-- What is needed --
For the word "EmployeeNotFound", state how many lines of the listing below contain it. Give the number and nothing more.

-- Exercise data --
###
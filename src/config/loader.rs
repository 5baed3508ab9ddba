//! Configuration loading functionality.
//!
//! This module provides the [`ConfigLoader`] type for loading the attendance
//! policy and employee roster from YAML files.

use std::fs;
use std::path::Path;

use crate::error::{EngineError, EngineResult};
use crate::models::Employee;

use super::types::{AttendancePolicy, EmployeeRoster};

/// Loads and provides access to the attendance configuration.
///
/// # Directory Structure
///
/// ```text
/// config/default/
/// ├── policy.yaml     # Thresholds, LOP hours, accrual rate, weekend days
/// └── employees.yaml  # Roster with joining dates
/// ```
///
/// # Example
///
/// ```no_run
/// use attendance_engine::config::ConfigLoader;
///
/// let loader = ConfigLoader::load("./config/default")?;
/// let employee = loader.get_employee("1")?;
/// println!("{} joined on {}", employee.name, employee.joining_date);
/// # Ok::<(), attendance_engine::error::EngineError>(())
/// ```
#[derive(Debug, Clone)]
pub struct ConfigLoader {
    policy: AttendancePolicy,
    employees: Vec<Employee>,
}

impl ConfigLoader {
    /// Loads configuration from the specified directory.
    ///
    /// Returns an error if either file is missing, contains invalid YAML,
    /// or the policy fails validation.
    pub fn load<P: AsRef<Path>>(path: P) -> EngineResult<Self> {
        let path = path.as_ref();

        let policy = Self::load_yaml::<AttendancePolicy>(&path.join("policy.yaml"))?;
        let roster = Self::load_yaml::<EmployeeRoster>(&path.join("employees.yaml"))?;

        Self::from_parts(policy, roster.employees)
    }

    /// Builds a loader from an in-memory policy and roster.
    pub fn from_parts(policy: AttendancePolicy, employees: Vec<Employee>) -> EngineResult<Self> {
        policy.validate()?;
        Ok(Self { policy, employees })
    }

    /// Loads and parses a YAML file.
    fn load_yaml<T: serde::de::DeserializeOwned>(path: &Path) -> EngineResult<T> {
        let path_str = path.display().to_string();

        let content = fs::read_to_string(path).map_err(|_| EngineError::ConfigNotFound {
            path: path_str.clone(),
        })?;

        serde_yaml::from_str(&content).map_err(|e| EngineError::ConfigParseError {
            path: path_str,
            message: e.to_string(),
        })
    }

    /// Returns the attendance policy.
    pub fn policy(&self) -> &AttendancePolicy {
        &self.policy
    }

    /// Returns every employee on the roster.
    pub fn employees(&self) -> &[Employee] {
        &self.employees
    }

    /// Gets an employee by id.
    ///
    /// Returns `EmployeeNotFound` if the id is not on the roster.
    pub fn get_employee(&self, id: &str) -> EngineResult<&Employee> {
        self.employees
            .iter()
            .find(|employee| employee.id == id)
            .ok_or_else(|| EngineError::EmployeeNotFound { id: id.to_string() })
    }
}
###
-- Completed task --
2